Data supplied START

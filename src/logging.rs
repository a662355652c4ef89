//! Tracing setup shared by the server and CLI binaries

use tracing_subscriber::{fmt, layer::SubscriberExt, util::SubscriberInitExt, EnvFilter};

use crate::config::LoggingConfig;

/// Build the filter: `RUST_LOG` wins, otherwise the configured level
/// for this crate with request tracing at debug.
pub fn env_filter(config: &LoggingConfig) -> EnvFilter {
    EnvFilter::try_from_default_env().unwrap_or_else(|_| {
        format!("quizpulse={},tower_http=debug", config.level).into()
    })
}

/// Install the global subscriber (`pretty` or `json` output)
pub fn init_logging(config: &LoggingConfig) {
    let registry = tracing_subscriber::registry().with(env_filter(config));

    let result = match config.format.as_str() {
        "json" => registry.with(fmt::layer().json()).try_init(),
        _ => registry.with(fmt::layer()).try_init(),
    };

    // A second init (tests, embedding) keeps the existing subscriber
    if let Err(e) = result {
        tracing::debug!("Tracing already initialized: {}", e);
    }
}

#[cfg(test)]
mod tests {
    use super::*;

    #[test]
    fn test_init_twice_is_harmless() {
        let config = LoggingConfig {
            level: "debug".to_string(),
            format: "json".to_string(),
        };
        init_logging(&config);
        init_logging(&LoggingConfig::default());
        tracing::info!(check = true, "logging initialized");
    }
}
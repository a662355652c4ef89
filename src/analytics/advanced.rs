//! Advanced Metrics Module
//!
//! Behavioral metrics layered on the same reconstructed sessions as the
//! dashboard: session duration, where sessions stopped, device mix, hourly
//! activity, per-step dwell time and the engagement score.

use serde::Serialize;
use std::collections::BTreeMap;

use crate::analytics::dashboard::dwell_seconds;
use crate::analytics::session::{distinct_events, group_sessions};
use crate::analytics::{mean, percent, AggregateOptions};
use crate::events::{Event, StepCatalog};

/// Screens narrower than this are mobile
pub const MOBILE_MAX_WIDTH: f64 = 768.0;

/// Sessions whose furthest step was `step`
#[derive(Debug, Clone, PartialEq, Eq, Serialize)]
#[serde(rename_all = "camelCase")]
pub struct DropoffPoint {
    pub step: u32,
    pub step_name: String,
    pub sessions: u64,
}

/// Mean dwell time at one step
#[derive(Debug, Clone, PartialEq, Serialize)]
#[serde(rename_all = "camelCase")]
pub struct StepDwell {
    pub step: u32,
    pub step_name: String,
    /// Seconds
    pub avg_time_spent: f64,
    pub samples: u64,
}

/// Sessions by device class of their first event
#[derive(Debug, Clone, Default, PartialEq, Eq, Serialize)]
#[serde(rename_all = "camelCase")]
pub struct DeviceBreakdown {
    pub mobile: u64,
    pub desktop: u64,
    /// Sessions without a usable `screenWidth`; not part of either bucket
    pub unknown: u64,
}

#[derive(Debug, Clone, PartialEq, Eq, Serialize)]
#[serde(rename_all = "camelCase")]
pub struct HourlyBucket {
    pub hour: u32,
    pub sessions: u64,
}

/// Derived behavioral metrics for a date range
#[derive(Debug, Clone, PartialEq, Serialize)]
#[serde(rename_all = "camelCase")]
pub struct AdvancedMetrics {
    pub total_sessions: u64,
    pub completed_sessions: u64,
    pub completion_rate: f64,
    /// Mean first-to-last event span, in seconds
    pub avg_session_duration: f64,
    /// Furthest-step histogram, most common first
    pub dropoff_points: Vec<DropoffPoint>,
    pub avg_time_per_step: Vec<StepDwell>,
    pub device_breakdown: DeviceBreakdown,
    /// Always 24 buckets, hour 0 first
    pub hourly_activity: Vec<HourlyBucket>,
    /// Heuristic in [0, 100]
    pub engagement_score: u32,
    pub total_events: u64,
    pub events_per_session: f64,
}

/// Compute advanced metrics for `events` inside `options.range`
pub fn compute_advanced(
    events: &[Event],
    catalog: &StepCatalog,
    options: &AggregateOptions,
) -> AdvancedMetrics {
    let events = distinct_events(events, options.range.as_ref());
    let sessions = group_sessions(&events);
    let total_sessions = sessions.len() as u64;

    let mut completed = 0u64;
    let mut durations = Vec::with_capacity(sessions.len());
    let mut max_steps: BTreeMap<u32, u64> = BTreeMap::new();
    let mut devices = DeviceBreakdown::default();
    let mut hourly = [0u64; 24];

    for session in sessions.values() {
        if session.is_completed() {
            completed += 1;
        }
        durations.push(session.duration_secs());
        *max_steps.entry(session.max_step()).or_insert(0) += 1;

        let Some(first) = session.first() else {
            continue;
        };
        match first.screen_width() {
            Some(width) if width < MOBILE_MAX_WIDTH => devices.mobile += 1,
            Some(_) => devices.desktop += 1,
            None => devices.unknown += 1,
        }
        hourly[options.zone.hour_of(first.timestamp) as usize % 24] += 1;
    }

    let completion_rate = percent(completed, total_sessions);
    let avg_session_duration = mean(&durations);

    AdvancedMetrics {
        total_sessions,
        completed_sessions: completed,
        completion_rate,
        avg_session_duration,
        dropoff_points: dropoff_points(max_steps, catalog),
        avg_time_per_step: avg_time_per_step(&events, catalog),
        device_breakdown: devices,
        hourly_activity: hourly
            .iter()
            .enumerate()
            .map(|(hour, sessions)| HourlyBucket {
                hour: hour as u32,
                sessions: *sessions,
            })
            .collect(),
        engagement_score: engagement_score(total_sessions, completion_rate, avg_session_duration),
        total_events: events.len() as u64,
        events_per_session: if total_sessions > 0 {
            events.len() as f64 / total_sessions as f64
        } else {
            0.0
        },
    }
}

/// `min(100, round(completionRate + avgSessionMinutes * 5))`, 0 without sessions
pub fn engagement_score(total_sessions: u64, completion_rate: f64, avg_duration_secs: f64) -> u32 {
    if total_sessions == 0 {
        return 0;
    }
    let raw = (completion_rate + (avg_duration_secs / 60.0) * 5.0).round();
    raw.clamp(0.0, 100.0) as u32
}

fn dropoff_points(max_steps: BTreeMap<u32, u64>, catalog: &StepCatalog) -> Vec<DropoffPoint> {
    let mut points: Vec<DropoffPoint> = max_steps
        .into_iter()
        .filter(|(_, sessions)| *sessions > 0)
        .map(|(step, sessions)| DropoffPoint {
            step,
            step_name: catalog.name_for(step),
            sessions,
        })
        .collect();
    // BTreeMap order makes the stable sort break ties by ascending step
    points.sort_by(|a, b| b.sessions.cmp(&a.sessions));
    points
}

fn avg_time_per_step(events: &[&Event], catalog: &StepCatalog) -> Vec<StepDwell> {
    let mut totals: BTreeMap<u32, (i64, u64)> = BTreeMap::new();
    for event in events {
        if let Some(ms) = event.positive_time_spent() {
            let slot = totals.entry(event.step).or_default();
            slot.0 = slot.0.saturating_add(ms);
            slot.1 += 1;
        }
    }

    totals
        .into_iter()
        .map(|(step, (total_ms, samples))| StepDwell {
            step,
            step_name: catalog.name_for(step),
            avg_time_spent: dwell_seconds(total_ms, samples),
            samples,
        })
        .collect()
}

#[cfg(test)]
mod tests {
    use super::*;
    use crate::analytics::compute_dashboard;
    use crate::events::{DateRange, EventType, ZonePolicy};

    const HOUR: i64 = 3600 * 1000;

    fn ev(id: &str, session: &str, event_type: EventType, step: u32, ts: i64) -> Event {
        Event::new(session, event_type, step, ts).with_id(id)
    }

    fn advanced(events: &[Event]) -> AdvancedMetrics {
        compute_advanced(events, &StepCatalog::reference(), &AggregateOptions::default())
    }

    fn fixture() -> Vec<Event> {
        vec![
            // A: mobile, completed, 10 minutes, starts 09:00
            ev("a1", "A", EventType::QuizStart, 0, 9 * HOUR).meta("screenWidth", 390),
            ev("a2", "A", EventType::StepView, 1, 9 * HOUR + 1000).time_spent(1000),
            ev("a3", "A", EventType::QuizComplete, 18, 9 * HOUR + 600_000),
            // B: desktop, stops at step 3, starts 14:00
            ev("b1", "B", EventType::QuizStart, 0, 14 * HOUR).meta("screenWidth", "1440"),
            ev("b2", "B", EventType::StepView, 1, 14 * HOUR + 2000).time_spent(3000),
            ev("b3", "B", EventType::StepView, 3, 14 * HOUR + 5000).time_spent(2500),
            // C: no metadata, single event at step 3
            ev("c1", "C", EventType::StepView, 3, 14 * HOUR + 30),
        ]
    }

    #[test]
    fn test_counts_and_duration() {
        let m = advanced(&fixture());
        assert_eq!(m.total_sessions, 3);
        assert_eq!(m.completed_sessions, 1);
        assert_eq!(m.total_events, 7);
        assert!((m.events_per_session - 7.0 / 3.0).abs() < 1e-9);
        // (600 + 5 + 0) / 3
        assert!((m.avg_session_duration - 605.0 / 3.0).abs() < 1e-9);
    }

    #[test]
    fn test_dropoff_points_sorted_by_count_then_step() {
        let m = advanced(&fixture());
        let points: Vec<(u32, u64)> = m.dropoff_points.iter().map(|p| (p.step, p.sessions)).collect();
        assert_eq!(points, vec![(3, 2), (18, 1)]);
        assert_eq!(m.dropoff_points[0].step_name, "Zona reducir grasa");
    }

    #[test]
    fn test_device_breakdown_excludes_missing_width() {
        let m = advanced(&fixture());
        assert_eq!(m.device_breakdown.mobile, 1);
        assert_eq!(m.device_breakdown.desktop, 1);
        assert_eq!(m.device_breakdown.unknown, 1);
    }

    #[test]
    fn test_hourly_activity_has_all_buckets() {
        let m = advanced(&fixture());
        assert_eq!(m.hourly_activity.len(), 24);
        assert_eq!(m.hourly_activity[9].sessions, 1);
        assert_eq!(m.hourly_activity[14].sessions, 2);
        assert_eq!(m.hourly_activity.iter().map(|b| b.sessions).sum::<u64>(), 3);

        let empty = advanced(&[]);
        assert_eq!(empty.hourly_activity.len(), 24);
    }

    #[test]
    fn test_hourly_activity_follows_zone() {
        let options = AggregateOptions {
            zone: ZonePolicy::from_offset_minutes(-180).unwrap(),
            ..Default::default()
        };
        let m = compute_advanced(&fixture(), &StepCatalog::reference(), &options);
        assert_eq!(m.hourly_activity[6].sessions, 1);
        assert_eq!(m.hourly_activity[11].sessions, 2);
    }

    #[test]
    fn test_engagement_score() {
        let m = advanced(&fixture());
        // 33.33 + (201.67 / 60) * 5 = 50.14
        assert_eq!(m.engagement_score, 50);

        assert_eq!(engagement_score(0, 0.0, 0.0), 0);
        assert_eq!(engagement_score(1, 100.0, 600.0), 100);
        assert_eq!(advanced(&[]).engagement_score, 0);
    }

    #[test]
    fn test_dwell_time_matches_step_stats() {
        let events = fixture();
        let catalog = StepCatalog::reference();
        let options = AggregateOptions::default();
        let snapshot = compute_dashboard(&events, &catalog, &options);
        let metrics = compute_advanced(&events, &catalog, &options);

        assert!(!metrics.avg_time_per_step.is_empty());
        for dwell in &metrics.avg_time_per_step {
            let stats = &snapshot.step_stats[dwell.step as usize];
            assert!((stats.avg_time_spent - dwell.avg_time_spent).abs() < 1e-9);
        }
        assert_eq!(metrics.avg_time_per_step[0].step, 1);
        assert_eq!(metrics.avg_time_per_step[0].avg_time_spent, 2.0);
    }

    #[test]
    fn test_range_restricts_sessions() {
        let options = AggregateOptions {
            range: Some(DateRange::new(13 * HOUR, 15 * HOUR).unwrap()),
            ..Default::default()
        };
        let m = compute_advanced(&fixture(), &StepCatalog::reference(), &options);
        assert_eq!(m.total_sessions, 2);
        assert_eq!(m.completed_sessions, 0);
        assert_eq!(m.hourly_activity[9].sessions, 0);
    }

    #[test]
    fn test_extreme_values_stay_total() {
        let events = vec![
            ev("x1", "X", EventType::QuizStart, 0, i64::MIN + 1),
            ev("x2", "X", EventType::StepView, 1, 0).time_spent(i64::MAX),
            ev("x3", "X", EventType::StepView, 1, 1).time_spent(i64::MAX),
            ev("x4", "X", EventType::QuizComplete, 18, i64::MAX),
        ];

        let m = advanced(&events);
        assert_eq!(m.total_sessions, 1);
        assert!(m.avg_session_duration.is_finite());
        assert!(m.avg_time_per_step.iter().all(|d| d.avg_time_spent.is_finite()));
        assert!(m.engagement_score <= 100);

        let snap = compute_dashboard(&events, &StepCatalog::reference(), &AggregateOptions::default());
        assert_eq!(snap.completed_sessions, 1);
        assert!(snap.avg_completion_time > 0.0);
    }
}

Data supplied END

* **Problem details**
Write down exactly every line of the material above up to and including the line containing "tracing at debug.".

* **Solved problem**
filename src/logging.rs
repository a662355652c4ef89
//! Tracing setup shared by the server and CLI binaries

use tracing_subscriber::{fmt, layer::SubscriberExt, util::SubscriberInitExt, EnvFilter};

use crate::config::LoggingConfig;

/// Build the filter: `RUST_LOG` wins, otherwise the configured level
/// for this crate with request tracing at debug.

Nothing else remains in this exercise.